[Dataset entries]
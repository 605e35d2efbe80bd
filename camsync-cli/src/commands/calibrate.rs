//! Implementation of the `calibrate` subcommand.

use super::RunContext;
use crate::error::CliResult;

use camsync_core::external::CrateFfprobeExecutor;
use camsync_core::{BatchReport, CommandBackend, Orchestrator, terminal};

pub fn run_calibrate(ctx: &RunContext) -> CliResult<BatchReport> {
    terminal::print_section("CALIBRATION");
    let backend = CommandBackend::from_tools(&ctx.config.tools);
    let prober = CrateFfprobeExecutor::new();
    let report = Orchestrator::new(&backend, &prober, &ctx.config).calibrate_workspace(&ctx.workspace)?;
    if report.is_empty() {
        terminal::print_warning("No calibration projects found in the synced tree");
    }
    terminal::print_report("Calibration", &report);
    Ok(report)
}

## Task requirements
Every record must appear in the answer exactly as written.

## Task solution
repository 605e35d2efbe80bd
filename camsync-cli/src/commands/calibrate.rs
//! Implementation of the `calibrate` subcommand.

use super::RunContext;
use crate::error::CliResult;

use camsync_core::external::CrateFfprobeExecutor;
use camsync_core::{BatchReport, CommandBackend, Orchestrator, terminal};

pub fn run_calibrate(ctx: &RunContext) -> CliResult<BatchReport> {
    terminal::print_section("CALIBRATION");
    let backend = CommandBackend::from_tools(&ctx.config.tools);
    let prober = CrateFfprobeExecutor::new();
    let report = Orchestrator::new(&backend, &prober, &ctx.config).calibrate_workspace(&ctx.workspace)?;
    if report.is_empty() {
        terminal::print_warning("No calibration projects found in the synced tree");
    }
    terminal::print_report("Calibration", &report);
    Ok(report)
}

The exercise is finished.